La Comunità internazionale non poteva rimanere in silenzio davanti ad un massacro del genere. L’idea dell’esilio non è nuova, era già sta proposta. Tuttavia, non credo che il regime si toglierà di mezzo tanto facilmente. Tanto più che, per il momento, ci si sta muovendo solamente sul fronte diplomatico. Ma nessuno sembra realmente intenzionato a reagire. C’è da attendersi, invece, una nuova fase, con attacchi massici da entrambe le parti e il successivo scambio di accuse reciproche sulle responsabilità delle future vittime.



La strage potrebbe non essere opera del regime?

Il regime, abitualmente, non si fa scrupoli a bombardare e colpire i centri abitati. E’ molto probabile, quindi, che questa strage sia effettivamente opera sua. Tutti gli indizi lo lasciano intendere. Tuttavia, in questi conflitti, dove le posizioni non sono chiare e civili e militari sono mescolati, bisogna essere prudenti. In ogni caso, dato che gli ispettori Onu sono sul posto, un’ispezione internazionale potrebbe rappresentare un primo passo realmente significativo. Per il momento, infatti, il piano di pace è totalmente fallito. Da quando è partito il piano di Annan ci sono stati già più di mille morti. A questo punto, la Nazioni Unite dovranno per forza attivarsi se non vogliono perdere la loro stessa ragion d’essere.



Crede che un’operazione militare sia possibile?

Si era discusso in passato di azioni cuscinetto. Russia e Cina, tuttavia, le hanno sempre impedite. L’Onu non ha potuto fare altro che mantenere una posizione di impotenza. La Siria, d’altronde, si colloca all’interno di un mosaico complesso. Confina con Israele e si teme il contagio con il Libano. L’Iraq, dal canto suo, a livello governativo consente il passaggio di armi, mentre parte della popolazione sunnita appoggia la ribellione. La Turchia, infine, teme, appoggiando una guerra ai suoi confini, la destabilizzazione.

L’esilio di Assad potrebbe risolvere la situazione?

Assad, indubbiamente, è il simbolo del regime. La sua uscita di scena potrebbe portare ad un negoziato, ad un compromesso che impedirebbe l’annientamento fisico del Paese. Non credo, però, che possa essere un fattore risolutivo. Il regime, infatti, non si esaurisce nella sua persona.

Da chi è composto?

La famiglia di Assad, come i più alti funzionari dell’esercito, provengono tutti dalla setta sciita degli Alawiti e per sopravvivere usano ogni mezzo. Il regime, infatti, ha una tradizione di ferocia e di attività terroristica parallela. Molti degli ordigni che esplodono nelle città sono piazzati dall’ala più radicale dell’opposizione. Molti, invece, dallo stesso Stato siriano, che dispone di decine di apparati di sicurezza, di un esercito ben organizzato e di svariate unità speciali. Gode, inoltre, dell’appoggio della Russia, di cui è il migliore acquirente di armi.

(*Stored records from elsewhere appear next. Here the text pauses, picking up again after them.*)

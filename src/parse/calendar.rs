//! Availability calendar decoding and lookups

use crate::parse::de::{lenient_bool, lenient_i64, lenient_object, lenient_seq, lenient_string};
use crate::parse::{decode_api_body, parse_calendar_date, parse_price, Loose, ParseError, Price};
use chrono::NaiveDate;
use serde::{Deserialize, Serialize};
use std::collections::HashSet;

// ===== Raw upstream shape =====

#[derive(Debug, Deserialize)]
struct RawRoot {
    data: RawData,
}

#[derive(Debug, Default, Deserialize)]
struct RawData {
    #[serde(default)]
    merlin: Option<RawMerlin>,
}

#[derive(Debug, Default, Deserialize)]
#[serde(rename_all = "camelCase")]
struct RawMerlin {
    #[serde(default)]
    pdp_availability_calendar: Option<RawAvailabilityCalendar>,
}

#[derive(Debug, Default, Deserialize)]
#[serde(rename_all = "camelCase")]
struct RawAvailabilityCalendar {
    #[serde(default, deserialize_with = "lenient_seq")]
    calendar_months: Vec<RawMonth>,
}

#[derive(Debug, Default, Deserialize)]
struct RawMonth {
    #[serde(default, deserialize_with = "lenient_i64")]
    month: i64,
    #[serde(default, deserialize_with = "lenient_i64")]
    year: i64,
    #[serde(default, deserialize_with = "lenient_seq")]
    days: Vec<RawDay>,
}

#[derive(Debug, Default, Deserialize)]
#[serde(rename_all = "camelCase")]
struct RawDay {
    #[serde(default, deserialize_with = "lenient_string")]
    calendar_date: String,
    #[serde(default, deserialize_with = "lenient_bool")]
    available: bool,
    #[serde(default, deserialize_with = "lenient_i64")]
    max_nights: i64,
    #[serde(default, deserialize_with = "lenient_i64")]
    min_nights: i64,
    #[serde(default, deserialize_with = "lenient_bool")]
    available_for_checkin: bool,
    #[serde(default, deserialize_with = "lenient_bool")]
    available_for_checkout: bool,
    #[serde(default)]
    bookable: Loose,
    #[serde(default, deserialize_with = "lenient_object")]
    price: RawDayPrice,
}

#[derive(Debug, Default, Deserialize)]
#[serde(rename_all = "camelCase")]
struct RawDayPrice {
    #[serde(default)]
    local_price_formatted: Loose,
}

// ===== Clean records =====

#[derive(Debug, Clone, Default, PartialEq, Serialize)]
pub struct Calendar {
    pub room_id: u64,
    pub months: Vec<CalendarMonth>,
}

#[derive(Debug, Clone, Default, PartialEq, Serialize)]
pub struct CalendarMonth {
    pub month: u32,
    pub year: i32,
    pub days: Vec<CalendarDay>,
}

#[derive(Debug, Clone, Default, PartialEq, Serialize)]
pub struct CalendarDay {
    /// `YYYY-MM-DD`, verbatim
    pub date: String,
    pub available: bool,
    pub min_nights: u32,
    pub max_nights: u32,
    pub available_for_checkin: bool,
    pub available_for_checkout: bool,
    pub bookable: bool,
    /// Zero value when the day carries no price
    pub price: Price,
}

impl CalendarDay {
    pub fn parsed_date(&self) -> Option<NaiveDate> {
        parse_calendar_date(&self.date)
    }
}

impl Calendar {
    pub fn days(&self) -> impl Iterator<Item = &CalendarDay> {
        self.months.iter().flat_map(|m| m.days.iter())
    }

    pub fn day(&self, date: NaiveDate) -> Option<&CalendarDay> {
        self.days().find(|d| d.parsed_date() == Some(date))
    }

    /// Whether `date` is open; an unknown date is not available
    pub fn is_available(&self, date: NaiveDate) -> bool {
        self.day(date).is_some_and(|d| d.available)
    }

    /// Available dates in `[start, end]`, in ascending order
    ///
    /// Reversed bounds are swapped rather than yielding nothing.
    pub fn available_dates(&self, start: NaiveDate, end: NaiveDate) -> Vec<NaiveDate> {
        let (start, end) = if start > end { (end, start) } else { (start, end) };

        let open: HashSet<NaiveDate> = self
            .days()
            .filter(|d| d.available)
            .filter_map(CalendarDay::parsed_date)
            .collect();

        start
            .iter_days()
            .take_while(|d| *d <= end)
            .filter(|d| open.contains(d))
            .collect()
    }
}

// ===== Raw -> clean =====

fn clamp_u32(value: i64) -> u32 {
    u32::try_from(value.max(0)).unwrap_or(u32::MAX)
}

impl From<RawDay> for CalendarDay {
    fn from(raw: RawDay) -> Self {
        let price = match raw.price.local_price_formatted.as_text() {
            Some(formatted) => parse_price(formatted),
            None => Price::default(),
        };

        Self {
            date: raw.calendar_date,
            available: raw.available,
            min_nights: clamp_u32(raw.min_nights),
            max_nights: clamp_u32(raw.max_nights),
            available_for_checkin: raw.available_for_checkin,
            available_for_checkout: raw.available_for_checkout,
            bookable: raw.bookable.truthy(),
            price,
        }
    }
}

impl From<RawMonth> for CalendarMonth {
    fn from(raw: RawMonth) -> Self {
        Self {
            month: clamp_u32(raw.month),
            year: i32::try_from(raw.year).unwrap_or_default(),
            days: raw.days.into_iter().map(CalendarDay::from).collect(),
        }
    }
}

/// Decodes a `PdpAvailabilityCalendar` response body
///
/// The `pdpAvailabilityCalendar` object is required; an empty month list
/// inside it is a valid, empty calendar.
pub fn parse_calendar(body: &[u8], room_id: u64) -> Result<Calendar, ParseError> {
    let root: RawRoot = decode_api_body(body)?;

    let calendar = root
        .data
        .merlin
        .and_then(|m| m.pdp_availability_calendar)
        .ok_or(ParseError::MissingStructure("merlin.pdpAvailabilityCalendar"))?;

    Ok(Calendar {
        room_id,
        months: calendar
            .calendar_months
            .into_iter()
            .map(CalendarMonth::from)
            .collect(),
    })
}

Chi sono, invece, i ribelli?

Per lo più, provengono dalla Fratellanza musulmana. C’è, inoltre, una folta presenza jihadista. Ci sono anche militanti di Al Qaeda, anche se non è chiaro quanti. E, infine, semplici cittadini stufi del regime. Una realtà estremamente composita, suddivisa in diverse organizzazioni, la più rappresentativa della quali è il Consiglio nazionale siriano che è a sua volta estremamente frammentato. Quattro giorni fa, infatti, si è dimesso il loro presidente.

Sono attendibili i diversi osservatori che, di volta in volta, comunicano le cifre sulle vittime?

Il più rappresentativo è l’Osservatorio siriano per i diritti umani, un organismo che fa capo all’opposizione. Diciamo che cifre e dati vanno sempre recepiti con una certa prudenza. Come in Libia, regime e opposizione tendono spesso a enfatizzare le perdite. Detto ciò, che il regime si sia macchiato di orribili massacri è fuori discussione. Ci sono immagini, foto, riprese satellitari che lo confermano. E’ necessaria maggiore cautela, invece, per quanto riguarda i video pubblicati su Youtube. I conflitti in giro per il mondo sono tanti e tali che non è difficile spacciare un filmato girato altrove per siriano.